Targeting Post-Translational Modifications Of The P73 Protein: A Promising Therapeutic Strategy For Tumors

Simple SummaryThe tumor suppressor TAp73 is a member of the p53 family, which is inhibited in many human solid and hematological tumors. In contrast to those in the p53 gene, mutations in the p73 gene are very rare in tumors, suggesting that the decrease in TAp73 activity and expression detected in those tumors are caused mainly by coordinated post-translational modifications of TAp73. Thus, understanding and investigating these post-translational modifications will allow for the identification of new targets to overcome the downregulation of TAp73 and, ultimately, the development of novel cancer therapeutics. This review highlights the multiple post-translational modifications underlying TAp73 regulation in cancer cells and the growing importance of targeting their trigger enzymes as a promising antitumor strategy.The tumor suppressor p73 is a member of the p53 family and is expressed as different isoforms with opposing properties. The TAp73 isoforms act as tumor suppressors and have pro-apoptotic effects, whereas the Delta Np73 isoforms lack the N-terminus transactivation domain and behave as oncogenes. The TAp73 protein has a high degree of similarity with both p53 function and structure, and it induces the regulation of various genes involved in the cell cycle and apoptosis. Unlike those of the p53 gene, the mutations in the p73 gene are very rare in tumors. Cancer cells have developed several mechanisms to inhibit the activity and/or expression of p73, from the hypermethylation of its promoter to the modulation of the ratio between its pro- and anti-apoptotic isoforms.
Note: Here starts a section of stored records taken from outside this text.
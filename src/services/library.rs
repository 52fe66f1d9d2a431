use crate::models::PlayableItem;
use crate::services::mp3::is_valid_mp3;
use std::path::Path;
use tracing::debug;
use walkdir::{DirEntry, WalkDir};

/// Immediate children of `dir`, or nothing if it can't be read.
fn children(dir: &Path) -> impl Iterator<Item = DirEntry> {
    WalkDir::new(dir)
        .min_depth(1)
        .max_depth(1)
        .sort_by_file_name()
        .into_iter()
        .filter_map(|entry| match entry {
            Ok(entry) => Some(entry),
            Err(e) => {
                debug!("Skipping unreadable entry: {}", e);
                None
            }
        })
}

fn entry_name(entry: &DirEntry) -> Option<String> {
    let name = entry.file_name().to_str().map(str::to_owned);
    if name.is_none() {
        debug!("Skipping non UTF-8 name: {}", entry.path().display());
    }
    name
}

/// Names of the valid MP3 files directly inside `dir`, sorted.
pub fn mp3s_in_dir(dir: &Path) -> Vec<String> {
    let mut names: Vec<String> = children(dir)
        .filter(|entry| entry.path().is_file() && is_valid_mp3(entry.path()))
        .filter_map(|entry| entry_name(&entry))
        .collect();
    names.sort();
    names
}

/// Scan the library root one level deep for playable files and folders.
pub fn list_playable_items(root: &Path) -> Vec<PlayableItem> {
    let mut items = Vec::new();

    for entry in children(root) {
        let path = entry.path();
        let Some(name) = entry_name(&entry) else {
            continue;
        };

        if path.is_file() {
            if is_valid_mp3(path) {
                items.push(PlayableItem::file(name));
            }
        } else if path.is_dir() && !mp3s_in_dir(path).is_empty() {
            items.push(PlayableItem::folder(name));
        }
    }

    items.sort_by(|a, b| a.name.cmp(&b.name));
    items
}

#[cfg(test)]
mod tests {
    use super::*;
    use crate::models::ItemKind;
    use crate::services::mp3::sample_mp3_bytes;
    use std::fs;

    #[test]
    fn test_non_mp3_files_are_hidden() {
        let dir = tempfile::tempdir().unwrap();
        fs::write(dir.path().join("readme.txt"), "hello").unwrap();
        fs::write(dir.path().join("fake.mp3"), "not audio").unwrap();

        assert!(list_playable_items(dir.path()).is_empty());
    }

    #[test]
    fn test_files_sorted_case_sensitive() {
        let dir = tempfile::tempdir().unwrap();
        for name in ["horn.mp3", "Applause.mp3", "airhorn.mp3"] {
            fs::write(dir.path().join(name), sample_mp3_bytes()).unwrap();
        }

        let names: Vec<String> = list_playable_items(dir.path())
            .into_iter()
            .map(|item| item.name)
            .collect();

        assert_eq!(names, vec!["Applause.mp3", "airhorn.mp3", "horn.mp3"]);
    }

    #[test]
    fn test_folders_need_one_valid_mp3() {
        let dir = tempfile::tempdir().unwrap();

        let mixed = dir.path().join("mixed");
        fs::create_dir(&mixed).unwrap();
        fs::write(mixed.join("good.mp3"), sample_mp3_bytes()).unwrap();
        fs::write(mixed.join("bad.mp3"), "junk").unwrap();
        fs::write(mixed.join("cover.jpg"), "jpeg").unwrap();

        let junk = dir.path().join("junk");
        fs::create_dir(&junk).unwrap();
        fs::write(junk.join("bad.mp3"), "junk").unwrap();

        let items = list_playable_items(dir.path());
        assert_eq!(items, vec![PlayableItem::folder("mixed")]);
        assert_eq!(items[0].kind, ItemKind::Folder);
    }

    #[test]
    fn test_nested_folders_not_scanned() {
        let dir = tempfile::tempdir().unwrap();
        let deep = dir.path().join("outer").join("inner");
        fs::create_dir_all(&deep).unwrap();
        fs::write(deep.join("song.mp3"), sample_mp3_bytes()).unwrap();

        assert!(list_playable_items(dir.path()).is_empty());
        assert!(mp3s_in_dir(&dir.path().join("outer")).is_empty());
    }

    #[test]
    fn test_missing_root_is_empty() {
        let dir = tempfile::tempdir().unwrap();
        let missing = dir.path().join("nope");

        assert!(list_playable_items(&missing).is_empty());
        assert!(mp3s_in_dir(&missing).is_empty());
    }

    #[test]
    fn test_mixed_listing() {
        let dir = tempfile::tempdir().unwrap();
        fs::write(dir.path().join("ding.mp3"), sample_mp3_bytes()).unwrap();
        let folder = dir.path().join("cheers");
        fs::create_dir(&folder).unwrap();
        fs::write(folder.join("one.mp3"), sample_mp3_bytes()).unwrap();
        fs::write(folder.join("two.mp3"), sample_mp3_bytes()).unwrap();

        assert_eq!(
            list_playable_items(dir.path()),
            vec![PlayableItem::folder("cheers"), PlayableItem::file("ding.mp3")]
        );
        assert_eq!(mp3s_in_dir(&folder), vec!["one.mp3", "two.mp3"]);
    }
}
use crate::api::AppState;
use crate::error::Result;
use crate::models::{ItemKind, PlayableItem};
use crate::services::list_playable_items;
use anyhow::Context;
use axum::{
    extract::State,
    http::{header, StatusCode, Uri},
    response::{Html, IntoResponse, Response},
};
use rust_embed::RustEmbed;
use std::sync::Arc;

// Page template, script and stylesheet for the browser UI
#[derive(RustEmbed)]
#[folder = "static"]
pub struct Assets;

const TEMPLATE: &str = "index.html";

const FOLDER_ICON: &str = r#"<svg class="icon" viewBox="0 0 24 24" aria-hidden="true"><path d="M3 6a2 2 0 0 1 2-2h4l2 2h8a2 2 0 0 1 2 2v9a2 2 0 0 1-2 2H5a2 2 0 0 1-2-2z"/></svg>"#;

/// `GET /`: scan the library and render one button per playable item.
pub async fn index(State(state): State<Arc<AppState>>) -> Result<Html<String>> {
    let root = state.library_root.clone();
    let items = tokio::task::spawn_blocking(move || list_playable_items(&root)).await?;
    tracing::debug!("Listing {} playable items", items.len());

    Ok(Html(render_index(&state.title, &items)?))
}

pub fn render_index(title: &str, items: &[PlayableItem]) -> std::result::Result<String, anyhow::Error> {
    let template = Assets::get(TEMPLATE).context("Page template missing from embedded assets")?;
    let template = std::str::from_utf8(&template.data).context("Page template is not UTF-8")?;

    let buttons = if items.is_empty() {
        r#"<p class="empty">No sounds yet. Upload an MP3 to get started.</p>"#.to_string()
    } else {
        items.iter().map(render_item).collect::<Vec<_>>().join("\n")
    };

    Ok(fill_placeholders(template, &escape_html(title), &buttons))
}

// One pass, so placeholder text inside a title or a sound name stays literal.
fn fill_placeholders(template: &str, title: &str, sounds: &str) -> String {
    let mut page = String::with_capacity(template.len() + sounds.len());
    let mut rest = template;
    while let Some(start) = rest.find("{{") {
        page.push_str(&rest[..start]);
        let tail = &rest[start..];
        if let Some(after) = tail.strip_prefix("{{title}}") {
            page.push_str(title);
            rest = after;
        } else if let Some(after) = tail.strip_prefix("{{sounds}}") {
            page.push_str(sounds);
            rest = after;
        } else {
            page.push_str("{{");
            rest = &tail[2..];
        }
    }
    page.push_str(rest);
    page
}

fn render_item(item: &PlayableItem) -> String {
    let name = escape_html(&item.name);
    match item.kind {
        ItemKind::File => {
            let label = escape_html(display_label(&item.name));
            format!(r#"<button class="sound" data-sound="{name}">{label}</button>"#)
        }
        ItemKind::Folder => format!(
            r#"<button class="sound folder" data-sound="{name}">{FOLDER_ICON}{name}</button>"#
        ),
    }
}

fn display_label(name: &str) -> &str {
    let cut = name.len().saturating_sub(4);
    match name.get(cut..) {
        Some(ext) if cut > 0 && ext.eq_ignore_ascii_case(".mp3") => &name[..cut],
        _ => name,
    }
}

fn escape_html(raw: &str) -> String {
    let mut escaped = String::with_capacity(raw.len());
    for c in raw.chars() {
        match c {
            '&' => escaped.push_str("&amp;"),
            '<' => escaped.push_str("&lt;"),
            '>' => escaped.push_str("&gt;"),
            '"' => escaped.push_str("&quot;"),
            '\'' => escaped.push_str("&#39;"),
            _ => escaped.push(c),
        }
    }
    escaped
}

/// Fallback route: serve embedded static assets.
pub async fn serve_frontend(uri: Uri) -> Response {
    let path = uri.path().trim_start_matches('/');

    // The template is only ever served rendered.
    if path == TEMPLATE {
        return not_found();
    }

    match Assets::get(path) {
        Some(content) => serve_asset(path, content.data.into_owned()),
        None => not_found(),
    }
}

fn serve_asset(path: &str, data: Vec<u8>) -> Response {
    let mime = mime_guess::from_path(path).first_or_octet_stream();

    (
        StatusCode::OK,
        [
            (header::CONTENT_TYPE, mime.as_ref().to_string()),
            (
                header::CACHE_CONTROL,
                "public, max-age=0, must-revalidate".to_string(),
            ),
        ],
        data,
    )
        .into_response()
}

fn not_found() -> Response {
    (StatusCode::NOT_FOUND, "404 Not Found").into_response()
}
//! clipfeed CLI
//!
//! Usage:
//!   clipfeed replay session.json            # Replay a scripted feed session
//!   clipfeed replay session.json -c 5       # ...with a 5 message limit
//!   clipfeed config                         # Print the effective config

use clap::{Parser, Subcommand};
use std::path::PathBuf;
use std::rc::Rc;
use tracing_subscriber::EnvFilter;

use clipfeed::FeedConfig;
use clipfeed::export::{DirectoryDownloads, DownloadSink, MemoryDownloads, UnsupportedExporter};
use clipfeed::replay::{Replay, load_script};

#[derive(Parser)]
#[command(name = "clipfeed")]
#[command(about = "Headless driver for the clip chat feed")]
struct Cli {
    /// Config file (defaults to the user data dir)
    #[arg(long, global = true)]
    config: Option<PathBuf>,

    #[command(subcommand)]
    command: Commands,
}

#[derive(Subcommand)]
enum Commands {
    /// Replay a JSON script of feed events and dump the resulting feed
    Replay {
        /// Script file (JSON array of events)
        script: PathBuf,

        /// Maximum number of messages shown
        #[arg(short, long)]
        capacity: Option<usize>,

        /// Evicted records kept for reuse
        #[arg(long)]
        max_recycled: Option<usize>,

        /// Local user id
        #[arg(long)]
        self_id: Option<String>,

        /// Directory exported images are written to
        #[arg(long)]
        downloads: Option<PathBuf>,

        /// Dump the feed after every event
        #[arg(short, long)]
        verbose: bool,
    },

    /// Print the effective configuration as JSON
    Config {
        /// Write the effective configuration back to disk
        #[arg(long)]
        save: bool,
    },
}

fn main() -> Result<(), Box<dyn std::error::Error>> {
    tracing_subscriber::fmt()
        .with_env_filter(EnvFilter::from_default_env())
        .with_writer(std::io::stderr)
        .init();

    let cli = Cli::parse();
    let mut config = match &cli.config {
        Some(path) => FeedConfig::load_from(path)?,
        None => FeedConfig::load(),
    };

    match cli.command {
        Commands::Replay {
            script,
            capacity,
            max_recycled,
            self_id,
            downloads,
            verbose,
        } => {
            if let Some(capacity) = capacity {
                config.capacity = capacity;
            }
            if let Some(max_recycled) = max_recycled {
                config.max_recycled = max_recycled;
            }
            if let Some(self_id) = self_id {
                config.self_id = self_id;
            }
            if downloads.is_some() {
                config.download_dir = downloads;
            }
            run_replay(&config, &script, verbose)?;
        }
        Commands::Config { save } => {
            println!("{}", serde_json::to_string_pretty(&config)?);
            if save {
                config.save()?;
                eprintln!("Saved {}", config.path().display());
            }
        }
    }
    Ok(())
}

fn run_replay(
    config: &FeedConfig,
    script: &std::path::Path,
    verbose: bool,
) -> Result<(), Box<dyn std::error::Error>> {
    let events = load_script(script)?;
    tracing::info!("Replaying {} events from {}", events.len(), script.display());

    let downloads: Rc<dyn DownloadSink> = match &config.download_dir {
        Some(dir) => Rc::new(DirectoryDownloads::new(dir)),
        None => Rc::new(MemoryDownloads::new()),
    };
    let mut replay = Replay::new(config, Rc::new(UnsupportedExporter), downloads);

    for (i, event) in events.into_iter().enumerate() {
        replay.apply(event)?;
        if verbose {
            println!("--- after event {}", i + 1);
            print!("{}", replay.dump());
        }
    }
    if !verbose {
        print!("{}", replay.dump());
    }

    let stats = replay.stats();
    println!(
        "added {}, rejected {}, malformed {}, muted away {}, transitions {}, exports {}",
        stats.added,
        stats.rejected,
        stats.malformed,
        stats.muted_away,
        stats.transitions,
        stats.exports_started
    );

    let media = replay.finish()?;
    println!(
        "media: created {}, released {}, double releases {}",
        media.created, media.released, media.double_releases
    );
    Ok(())
}
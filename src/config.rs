//! Feed configuration persistence.
//!
//! Stores feed limits and the local identity as JSON at
//! `~/.local/share/clipfeed/config.json`. Missing fields fall back to their
//! defaults so older files keep loading.

use serde::{Deserialize, Serialize};
use std::path::{Path, PathBuf};

use crate::error::Result;
use crate::export::DEFAULT_FRAME_COUNT;
use crate::theme::Theme;

/// Default config file path.
fn default_path() -> PathBuf {
    dirs::data_local_dir()
        .unwrap_or_else(|| PathBuf::from("."))
        .join("clipfeed")
        .join("config.json")
}

#[derive(Debug, Clone, Serialize, Deserialize)]
pub struct FeedConfig {
    /// Maximum number of messages shown at once.
    #[serde(default = "default_capacity")]
    pub capacity: usize,
    /// Evicted records kept for reuse; 0 disposes them immediately.
    #[serde(default)]
    pub max_recycled: usize,
    #[serde(default = "default_frame_count")]
    pub export_frame_count: u32,
    /// Local user id; messages from it never offer a mute action.
    #[serde(default)]
    pub self_id: String,
    #[serde(default)]
    pub theme: Theme,
    /// Where exported images are written by the CLI.
    #[serde(default)]
    pub download_dir: Option<PathBuf>,
    /// Path the config was loaded from (not serialized).
    #[serde(skip)]
    path: PathBuf,
}

fn default_capacity() -> usize { 30 }
fn default_frame_count() -> u32 { DEFAULT_FRAME_COUNT }

impl Default for FeedConfig {
    fn default() -> Self {
        Self {
            capacity: default_capacity(),
            max_recycled: 0,
            export_frame_count: default_frame_count(),
            self_id: String::new(),
            theme: Theme::default(),
            download_dir: None,
            path: default_path(),
        }
    }
}

impl FeedConfig {
    /// Load from the default location, falling back to defaults on any error.
    pub fn load() -> Self {
        let path = default_path();
        let mut config = match std::fs::read_to_string(&path) {
            Ok(contents) => serde_json::from_str(&contents).unwrap_or_else(|e| {
                tracing::warn!("Ignoring invalid config {}: {}", path.display(), e);
                Self::default()
            }),
            Err(_) => Self::default(),
        };
        config.path = path;
        config
    }

    /// Load from an explicit path; errors are returned.
    pub fn load_from(path: &Path) -> Result<Self> {
        let contents = std::fs::read_to_string(path)?;
        let mut config: Self = serde_json::from_str(&contents)?;
        config.path = path.to_path_buf();
        Ok(config)
    }

    pub fn path(&self) -> &Path {
        &self.path
    }

    pub fn with_path(mut self, path: impl Into<PathBuf>) -> Self {
        self.path = path.into();
        self
    }

    /// Persist current config to disk.
    pub fn save(&self) -> Result<()> {
        if let Some(parent) = self.path.parent() {
            std::fs::create_dir_all(parent)?;
        }
        let json = serde_json::to_string_pretty(self)?;
        std::fs::write(&self.path, json)?;
        Ok(())
    }
}
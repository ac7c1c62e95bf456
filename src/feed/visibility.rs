//! Viewport intersection tracking for record surfaces.
//!
//! The platform reports geometry through `report`; transitions are queued and
//! handed out in batches by `take_entries`, mirroring an intersection
//! observer's asynchronous callback.

use std::collections::HashMap;

use super::SurfaceId;

#[derive(Debug, Clone, Copy, PartialEq, Eq)]
pub struct VisibilityEntry {
    pub surface: SurfaceId,
    pub is_intersecting: bool,
}

#[derive(Debug)]
pub struct VisibilityTracker {
    /// Observed surfaces and the last state reported for each.
    observed: HashMap<SurfaceId, Option<bool>>,
    queue: Vec<VisibilityEntry>,
    connected: bool,
}

impl Default for VisibilityTracker {
    fn default() -> Self {
        Self::new()
    }
}

impl VisibilityTracker {
    pub fn new() -> Self {
        Self {
            observed: HashMap::new(),
            queue: Vec::new(),
            connected: true,
        }
    }

    pub fn observe(&mut self, surface: SurfaceId) {
        if !self.connected {
            tracing::warn!("observe({:?}) on a disconnected tracker", surface);
            return;
        }
        self.observed.insert(surface, None);
    }

    /// Stop observing; queued entries for the surface are dropped.
    pub fn unobserve(&mut self, surface: SurfaceId) {
        self.observed.remove(&surface);
        self.queue.retain(|e| e.surface != surface);
    }

    pub fn is_observed(&self, surface: SurfaceId) -> bool {
        self.observed.contains_key(&surface)
    }

    pub fn observed_count(&self) -> usize {
        self.observed.len()
    }

    pub fn is_connected(&self) -> bool {
        self.connected
    }

    /// Record a measurement. Queues an entry only when the state changed.
    pub fn report(&mut self, surface: SurfaceId, is_intersecting: bool) -> bool {
        let Some(last) = self.observed.get_mut(&surface) else {
            return false;
        };
        if *last == Some(is_intersecting) {
            return false;
        }
        *last = Some(is_intersecting);
        self.queue.push(VisibilityEntry {
            surface,
            is_intersecting,
        });
        true
    }

    pub fn take_entries(&mut self) -> Vec<VisibilityEntry> {
        std::mem::take(&mut self.queue)
    }

    /// Unobserve everything. Returns how many surfaces were still observed.
    pub fn disconnect(&mut self) -> usize {
        let count = self.observed.len();
        self.observed.clear();
        self.queue.clear();
        self.connected = false;
        count
    }
}
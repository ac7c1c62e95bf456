//! The live message feed: records, recycling, visibility and the list itself.

mod list;
mod pool;
mod record;
mod schedule;
mod visibility;

pub use list::{MessageList, TickReport};
pub use pool::{RecyclablePool, ReleaseOutcome};
pub use record::{MessageRecord, OverflowMenu, Playback, RecordState};
pub use schedule::{FrameRequestId, FrameScheduler};
pub use visibility::{VisibilityEntry, VisibilityTracker};

use std::cell::{Cell, RefCell};
use std::collections::HashSet;
use std::rc::Rc;
use std::sync::atomic::{AtomicU64, Ordering};

use crate::avatar::{AvatarRenderer, IdenticonRenderer};
use crate::clock::{LocalTimeFormatter, TimeFormatter};
use crate::export::{
    DEFAULT_FRAME_COUNT, DownloadSink, ImageExporter, MemoryDownloads, UnsupportedExporter,
};
use crate::media::MediaBackend;
use crate::telemetry::{LogTracker, UsageTracker};
use crate::theme::Theme;

static NEXT_SURFACE_ID: AtomicU64 = AtomicU64::new(1);

/// Stable identifier of a record's rendered surface.
///
/// Assigned once when a record is constructed and kept across rebinds, so it
/// keys every side table (visibility, view attachment, pending work).
#[derive(Debug, Clone, Copy, PartialEq, Eq, Hash, PartialOrd, Ord)]
pub struct SurfaceId(pub u64);

pub(crate) fn next_surface_id() -> SurfaceId {
    SurfaceId(NEXT_SURFACE_ID.fetch_add(1, Ordering::Relaxed))
}

/// The live view hosting record surfaces.
pub trait FeedView {
    fn attach(&self, surface: SurfaceId);
    fn detach(&self, surface: SurfaceId);
}

/// View that tracks attached surfaces in display order.
#[derive(Debug, Default)]
pub struct MemoryView {
    attached: RefCell<Vec<SurfaceId>>,
}

impl MemoryView {
    pub fn new() -> Self {
        Self::default()
    }

    pub fn attached(&self) -> Vec<SurfaceId> {
        self.attached.borrow().clone()
    }
}

impl FeedView for MemoryView {
    fn attach(&self, surface: SurfaceId) {
        self.attached.borrow_mut().push(surface);
    }

    fn detach(&self, surface: SurfaceId) {
        self.attached.borrow_mut().retain(|s| *s != surface);
    }
}

/// Set of muted user ids, shared by reference with the owning view.
///
/// Clones share the same set. `MessageList` is the only writer; everyone else
/// reads it (e.g. to pre-filter message sources).
#[derive(Debug, Clone, Default)]
pub struct MuteSet(Rc<RefCell<HashSet<String>>>);

impl MuteSet {
    pub fn new() -> Self {
        Self::default()
    }

    pub fn from_users<I, S>(users: I) -> Self
    where
        I: IntoIterator<Item = S>,
        S: Into<String>,
    {
        Self(Rc::new(RefCell::new(users.into_iter().map(Into::into).collect())))
    }

    pub fn contains(&self, user_id: &str) -> bool {
        self.0.borrow().contains(user_id)
    }

    pub fn len(&self) -> usize {
        self.0.borrow().len()
    }

    pub fn is_empty(&self) -> bool {
        self.0.borrow().is_empty()
    }

    /// Sorted copy of the muted ids.
    pub fn snapshot(&self) -> Vec<String> {
        let mut users: Vec<String> = self.0.borrow().iter().cloned().collect();
        users.sort();
        users
    }

    pub(crate) fn insert(&self, user_id: &str) -> bool {
        self.0.borrow_mut().insert(user_id.to_string())
    }
}

/// External collaborators used by the feed.
#[derive(Clone)]
pub struct Collaborators {
    pub media: Rc<dyn MediaBackend>,
    pub avatars: Rc<dyn AvatarRenderer>,
    pub clock: Rc<dyn TimeFormatter>,
    pub exporter: Rc<dyn ImageExporter>,
    pub downloads: Rc<dyn DownloadSink>,
    pub tracker: Rc<dyn UsageTracker>,
    pub view: Rc<dyn FeedView>,
}

impl Collaborators {
    /// Headless defaults around the given media backend.
    pub fn new(media: Rc<dyn MediaBackend>) -> Self {
        Self {
            media,
            avatars: Rc::new(IdenticonRenderer::default()),
            clock: Rc::new(LocalTimeFormatter),
            exporter: Rc::new(UnsupportedExporter),
            downloads: Rc::new(MemoryDownloads::new()),
            tracker: Rc::new(LogTracker::new()),
            view: Rc::new(MemoryView::new()),
        }
    }

    pub fn with_avatars(mut self, avatars: Rc<dyn AvatarRenderer>) -> Self {
        self.avatars = avatars;
        self
    }

    pub fn with_clock(mut self, clock: Rc<dyn TimeFormatter>) -> Self {
        self.clock = clock;
        self
    }

    pub fn with_exporter(mut self, exporter: Rc<dyn ImageExporter>) -> Self {
        self.exporter = exporter;
        self
    }

    pub fn with_downloads(mut self, downloads: Rc<dyn DownloadSink>) -> Self {
        self.downloads = downloads;
        self
    }

    pub fn with_tracker(mut self, tracker: Rc<dyn UsageTracker>) -> Self {
        self.tracker = tracker;
        self
    }

    pub fn with_view(mut self, view: Rc<dyn FeedView>) -> Self {
        self.view = view;
        self
    }
}

/// State shared between a list and all of its records.
pub struct FeedContext {
    pub(crate) services: Collaborators,
    pub(crate) theme: Cell<Theme>,
    pub(crate) frames: RefCell<FrameScheduler>,
    pub(crate) export_frame_count: u32,
}

impl FeedContext {
    pub fn new(services: Collaborators, theme: Theme) -> Rc<Self> {
        Self::with_frame_count(services, theme, DEFAULT_FRAME_COUNT)
    }

    pub(crate) fn with_frame_count(
        services: Collaborators,
        theme: Theme,
        frame_count: u32,
    ) -> Rc<Self> {
        Rc::new(Self {
            services,
            theme: Cell::new(theme),
            frames: RefCell::new(FrameScheduler::new()),
            export_frame_count: frame_count,
        })
    }

    pub fn theme(&self) -> Theme {
        self.theme.get()
    }

    /// Number of coalesced transitions waiting for the next tick.
    pub fn pending_frames(&self) -> usize {
        self.frames.borrow().pending_count()
    }

    /// Run one rendering tick for records outside a list.
    ///
    /// Fires the due transitions of `records`; requests belonging to other
    /// surfaces stay queued.
    pub fn run_frame<'a>(
        &self,
        records: impl IntoIterator<Item = &'a mut MessageRecord>,
    ) -> usize {
        let mut records: Vec<&'a mut MessageRecord> = records.into_iter().collect();
        let surfaces: Vec<SurfaceId> = records.iter().map(|r| r.surface()).collect();
        let due = self.frames.borrow_mut().take_due_for(&surfaces);
        let mut fired = 0;
        for (request, surface) in due {
            let transition = records
                .iter_mut()
                .find(|r| r.surface() == surface)
                .and_then(|r| r.fire_visibility(request));
            if transition.is_some() {
                fired += 1;
            }
        }
        fired
    }
}
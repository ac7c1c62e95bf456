//! clipfeed
//!
//! Lifecycle core for a live chat feed of looping video messages: bounded,
//! de-duplicated message records with recycling, mute moderation and
//! visibility-driven playback.

pub mod avatar;
pub mod chat;
pub mod clock;
pub mod config;
pub mod error;
pub mod export;
pub mod feed;
pub mod media;
pub mod replay;
pub mod telemetry;
pub mod theme;

pub use chat::ChatMessage;
pub use config::FeedConfig;
pub use error::{Error, Result};
pub use feed::{Collaborators, MessageList, MessageRecord, MuteSet};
The p73 protein is also decorated by a panel of post-translational modifications, including phosphorylation, acetylation, ubiquitin proteasomal pathway modifications, and small ubiquitin-related modifier (SUMO)ylation, that regulate its transcriptional activity, subcellular localization, and stability. These modifications orchestrate the multiple anti-proliferative and pro-apoptotic functions of TAp73, thereby offering multiple promising candidates for targeted anti-cancer therapies. In this review, we summarize the current knowledge of the different pathways implicated in the regulation of TAp73 at the post-translational level. This review also highlights the growing importance of targeting the post-translational modifications of TAp73 as a promising antitumor strategy, regardless of p53 status.